IsingSamplingProgramclass
IsingSamplingProgram(ebm: IsingEBM, free_blocks: list[tuple[Block, ...] | Block], clamped_blocks: list[Block])

A very thin wrapper on FactorSamplingProgram that specializes it to the case of an Ising Model.

IsingTrainingSpecclass
IsingTrainingSpec(ebm: IsingEBM, data_blocks: list[Block], conditioning_blocks: list[Block], positive_sampling_blocks: list[tuple[Block, ...] | Block], negative_sampling_blocks: list[tuple[Block, ...] | Block], schedule_positive: SamplingSchedule, schedule_negative: SamplingSchedule)

Contains a complete specification of an Ising EBM that can be trained using sampling-based gradients.

Defines sampling programs and schedules that allow for collection of the positive and negative phase samples required for Monte Carlo estimation of the gradient of the KL-divergence between the model and a data distribution.

hinton_initfunction
hinton_init(key: Key[Array, ''], model: IsingEBM, blocks: list[Block[AbstractNode]], batch_shape: tuple[int]) -> list[Bool[Array, 'batch_size block_size']]

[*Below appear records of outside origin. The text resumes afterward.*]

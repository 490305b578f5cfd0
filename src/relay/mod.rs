// ABOUTME: Streaming relay between an upstream provider stream and a client channel
// ABOUTME: Normalizes chunks in order, accumulates content and usage, and finalizes exactly once
//
// SPDX-License-Identifier: MIT OR Apache-2.0
// Copyright (c) 2025 Pierre Fitness Intelligence

//! # Stream Relay
//!
//! Each streamed exchange runs as one spawned task that owns the upstream byte
//! stream and the sending half of a bounded channel to the client:
//!
//! ```text
//! INIT --opened--> STREAMING --[DONE] / finishReason / EOF--> FINALIZING --> DONE
//!   |                  |  \--client gone------------------------^
//!   \--error-----------+--error / timeout--> FINALIZING --> FAILED
//! ```
//!
//! - Chunks reach the client in upstream order; unparseable chunks are logged
//!   and skipped.
//! - The bounded channel applies backpressure: a slow client slows the reads.
//! - A closed client channel is noticed while waiting on upstream, so a
//!   disconnect finalizes promptly with whatever content has accumulated.
//! - Finalization (debit, then record) is guarded by a [`FinalizeLatch`] and
//!   runs at most once. Every exchange that reached the relay is finalized,
//!   so a stream that fails or is cancelled before any content still bills
//!   its prompt and records an empty reply.

mod latch;

pub use latch::FinalizeLatch;

use std::sync::Arc;

use futures_util::StreamExt;
use tokio::sync::{mpsc, watch};
use tokio::task::JoinHandle;
use tokio::time::{sleep_until, timeout, Instant};
use tracing::{debug, error, info, info_span, warn, Instrument};

use crate::config::RelayConfig;
use crate::errors::AppError;
use crate::finalize::{ExchangeContext, ExchangeFinalizer, FinalizeOutcome};
use crate::llm::{
    FinishReason, NormalizedChunk, ProtocolAdapter, SseEvent, SseLineBuffer, UpstreamRequest,
    UpstreamTransport,
};
use crate::models::UsageRecord;

/// Event delivered to the client channel
#[derive(Debug)]
pub enum RelayEvent {
    /// One normalized delta
    Chunk(NormalizedChunk),
    /// The exchange failed; no further events follow
    Failed(AppError),
    /// The exchange completed; no further events follow
    Done,
}

/// Lifecycle of one relayed stream
#[derive(Debug, Clone, Copy, PartialEq, Eq)]
pub enum RelayState {
    /// Opening the upstream stream
    Init,
    /// Forwarding chunks
    Streaming,
    /// Billing and recording
    Finalizing,
    /// Closed normally (completed or client went away)
    Done,
    /// Closed after an upstream failure
    Failed,
}

/// Client-side handle to a running relay
pub struct RelayHandle {
    /// Ordered relay events; dropping the receiver cancels the exchange
    pub events: mpsc::Receiver<RelayEvent>,
    /// Current lifecycle state
    pub state: watch::Receiver<RelayState>,
    /// Relay task, yielding the finalization outcome when it ran
    pub task: JoinHandle<Option<FinalizeOutcome>>,
    latch: Arc<FinalizeLatch>,
}

impl RelayHandle {
    /// Whether finalization has started
    #[must_use]
    pub fn is_finalized(&self) -> bool {
        self.latch.is_fired()
    }
}

/// Spawns relay tasks
#[derive(Clone)]
pub struct StreamRelay {
    transport: Arc<dyn UpstreamTransport>,
    finalizer: ExchangeFinalizer,
    config: RelayConfig,
}

impl StreamRelay {
    /// Create a relay
    #[must_use]
    pub fn new(
        transport: Arc<dyn UpstreamTransport>,
        finalizer: ExchangeFinalizer,
        config: RelayConfig,
    ) -> Self {
        Self {
            transport,
            finalizer,
            config,
        }
    }

    /// Open the upstream stream in a new task and return the client handle immediately
    #[must_use]
    pub fn start(
        &self,
        adapter: ProtocolAdapter,
        context: ExchangeContext,
        request: UpstreamRequest,
    ) -> RelayHandle {
        let (tx, events) = mpsc::channel(self.config.channel_capacity.max(1));
        let (state_tx, state) = watch::channel(RelayState::Init);
        let latch = Arc::new(FinalizeLatch::new());

        let span = info_span!(
            "relay",
            user_id = context.user_id,
            conversation_id = context.conversation_id,
            model_id = context.model.id,
            adapter = adapter.name(),
        );
        let run = RelayRun {
            adapter,
            context,
            transport: Arc::clone(&self.transport),
            finalizer: self.finalizer.clone(),
            config: self.config,
            latch: Arc::clone(&latch),
            state: state_tx,
            accumulated: Accumulated::default(),
        };
        let task = tokio::spawn(run.run(tx, request).instrument(span));

        RelayHandle {
            events,
            state,
            task,
            latch,
        }
    }
}

/// How the pumping phase ended
enum Termination {
    Completed,
    ClientGone,
    Failed(AppError),
}

/// Result of forwarding one batch of events
enum Flow {
    Continue,
    Finished,
    ClientGone,
}

#[derive(Default)]
struct Accumulated {
    content: String,
    usage: Option<UsageRecord>,
    finish_reason: Option<FinishReason>,
    chunks: usize,
}

impl Accumulated {
    fn absorb(&mut self, chunk: &NormalizedChunk) {
        if let Some(delta) = &chunk.delta_content {
            self.content.push_str(delta);
        }
        if chunk.usage.is_some() {
            self.usage = chunk.usage;
        }
        if chunk.finish_reason.is_some() {
            self.finish_reason = chunk.finish_reason;
        }
        self.chunks += 1;
    }
}

struct RelayRun {
    adapter: ProtocolAdapter,
    context: ExchangeContext,
    transport: Arc<dyn UpstreamTransport>,
    finalizer: ExchangeFinalizer,
    config: RelayConfig,
    latch: Arc<FinalizeLatch>,
    state: watch::Sender<RelayState>,
    accumulated: Accumulated,
}

impl RelayRun {
    async fn run(
        mut self,
        tx: mpsc::Sender<RelayEvent>,
        request: UpstreamRequest,
    ) -> Option<FinalizeOutcome> {
        let termination = self.pump(&tx, request).await;
        self.finish(&tx, termination).await
    }

    fn set_state(&self, next: RelayState) {
        let previous = self.state.send_replace(next);
        debug!(?previous, ?next, "Relay state change");
    }

    async fn pump(
        &mut self,
        tx: &mpsc::Sender<RelayEvent>,
        request: UpstreamRequest,
    ) -> Termination {
        let deadline = Instant::now() + self.config.stream_timeout;
        let provider = request.provider.clone();

        let opened = tokio::select! {
            () = tx.closed() => return Termination::ClientGone,
            () = sleep_until(deadline) => {
                return Termination::Failed(AppError::upstream_timeout(
                    &provider,
                    "stream did not open in time",
                ));
            }
            opened = self.transport.send_stream(request) => opened,
        };
        let mut upstream = match opened {
            Ok(upstream) => upstream,
            Err(e) => return Termination::Failed(e),
        };

        self.set_state(RelayState::Streaming);
        let mut lines = SseLineBuffer::new();

        loop {
            let read = tokio::select! {
                () = tx.closed() => return Termination::ClientGone,
                () = sleep_until(deadline) => {
                    return Termination::Failed(AppError::upstream_timeout(
                        &provider,
                        format!("stream exceeded {}s", self.config.stream_timeout.as_secs()),
                    ));
                }
                read = timeout(self.config.idle_timeout, upstream.next()) => read,
            };

            let events = match read {
                Err(_) => {
                    return Termination::Failed(AppError::upstream_timeout(
                        &provider,
                        format!("no data for {}s", self.config.idle_timeout.as_secs()),
                    ));
                }
                Ok(Some(Err(e))) => return Termination::Failed(e),
                Ok(Some(Ok(bytes))) => lines.feed(&bytes),
                Ok(None) => {
                    if lines.has_pending() {
                        debug!("Upstream closed mid-line, parsing the remainder");
                    }
                    return match self.forward(tx, lines.flush()).await {
                        Flow::ClientGone => Termination::ClientGone,
                        Flow::Continue | Flow::Finished => Termination::Completed,
                    };
                }
            };

            match self.forward(tx, events).await {
                Flow::Continue => {}
                Flow::Finished => return Termination::Completed,
                Flow::ClientGone => return Termination::ClientGone,
            }
        }
    }

    /// Forward one read's events in order
    ///
    /// A finish reason ends the stream after the rest of the same read is
    /// forwarded, so a trailing usage chunk in that read is kept.
    async fn forward(&mut self, tx: &mpsc::Sender<RelayEvent>, events: Vec<SseEvent>) -> Flow {
        let mut flow = Flow::Continue;
        for event in events {
            let payload = match event {
                SseEvent::Done => return Flow::Finished,
                SseEvent::Data(payload) => payload,
            };
            let chunk = match self.adapter.parse_chunk(&payload) {
                Ok(chunk) => chunk,
                Err(e) => {
                    warn!("Skipping unparseable chunk: {e}");
                    continue;
                }
            };

            if chunk.finish_reason.is_some() {
                flow = Flow::Finished;
            }
            // Only chunks the client channel accepted are billed and recorded
            if tx.send(RelayEvent::Chunk(chunk.clone())).await.is_err() {
                return Flow::ClientGone;
            }
            self.accumulated.absorb(&chunk);
        }
        flow
    }

    async fn finish(
        &self,
        tx: &mpsc::Sender<RelayEvent>,
        termination: Termination,
    ) -> Option<FinalizeOutcome> {
        if !self.latch.try_fire() {
            debug!("Relay already finalized");
            return None;
        }
        self.set_state(RelayState::Finalizing);

        if self.accumulated.content.is_empty() {
            debug!("Exchange ended before any content, billing the prompt only");
        }
        let outcome = self
            .finalizer
            .finalize(
                &self.context,
                &self.accumulated.content,
                self.accumulated.usage,
            )
            .await;

        match termination {
            Termination::Completed => {
                info!(
                    chunks = self.accumulated.chunks,
                    finish_reason = ?self.accumulated.finish_reason,
                    "Stream completed"
                );
                if tx.send(RelayEvent::Done).await.is_err() {
                    debug!("Client left before the final event");
                }
                self.set_state(RelayState::Done);
            }
            Termination::ClientGone => {
                info!(chunks = self.accumulated.chunks, "Client disconnected mid-stream");
                self.set_state(RelayState::Done);
            }
            Termination::Failed(e) => {
                error!(chunks = self.accumulated.chunks, "Stream failed: {e}");
                if tx.send(RelayEvent::Failed(e)).await.is_err() {
                    debug!("Client left before the error event");
                }
                self.set_state(RelayState::Failed);
            }
        }
        Some(outcome)
    }
}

Initialize the blocks according to the marginal bias.

Each binary unit $i$ in a block is sampled independently as

$$\mathbb{P}(S_i = 1) = \sigma(\beta h_i) = \frac{1}{1 + e^{-\beta h_i}}$$

where $h_i$ is the bias of unit *i* and $\beta$ is the inverse-temperature scaling factor. See Hinton (2012) for a discussion of this initialization heuristic.

Arguments: key: the JAX PRNG key to use model: the Ising model to initialize for blocks: the blocks that are to be initialized batch_shape: the pre-pended dimension

Returns: the initialized blocks

estimate_momentsfunction
estimate_moments(key: Key[Array, ''], first_moment_nodes: list[AbstractNode], second_moment_edges: list[tuple[AbstractNode, AbstractNode]], program: BlockSamplingProgram, schedule: SamplingSchedule, init_state: list[Array], clamped_data: list[Array])

Estimates the first and second moments of an Ising model Boltzmann distribution via sampling.

Arguments: key: the jax PRNG key first_moment_nodes: the nodes that represent the variables we want to estimate the first moments of second_moment_edges: the edges that connect the variables we want to estimate the second moments of program: the BlockSamplingProgram to be used for sampling schedule: the schedule to use for sampling init_state: the variable values to use to initialize the sampling clamped_data: the variable values to assign to the clamped nodes Returns: the first and second moment data

estimate_kl_gradfunction
estimate_kl_grad(key: Key[Array, ''], training_spec: IsingTrainingSpec, bias_nodes: list[AbstractNode], weight_edges: list[tuple[AbstractNode, AbstractNode]], data: list[Array], conditioning_values: list[Array], init_state_positive: list[Array], init_state_negative: list[Array]) -> tuple

Estimate the KL-gradients of an Ising model with respect to its weights and biases.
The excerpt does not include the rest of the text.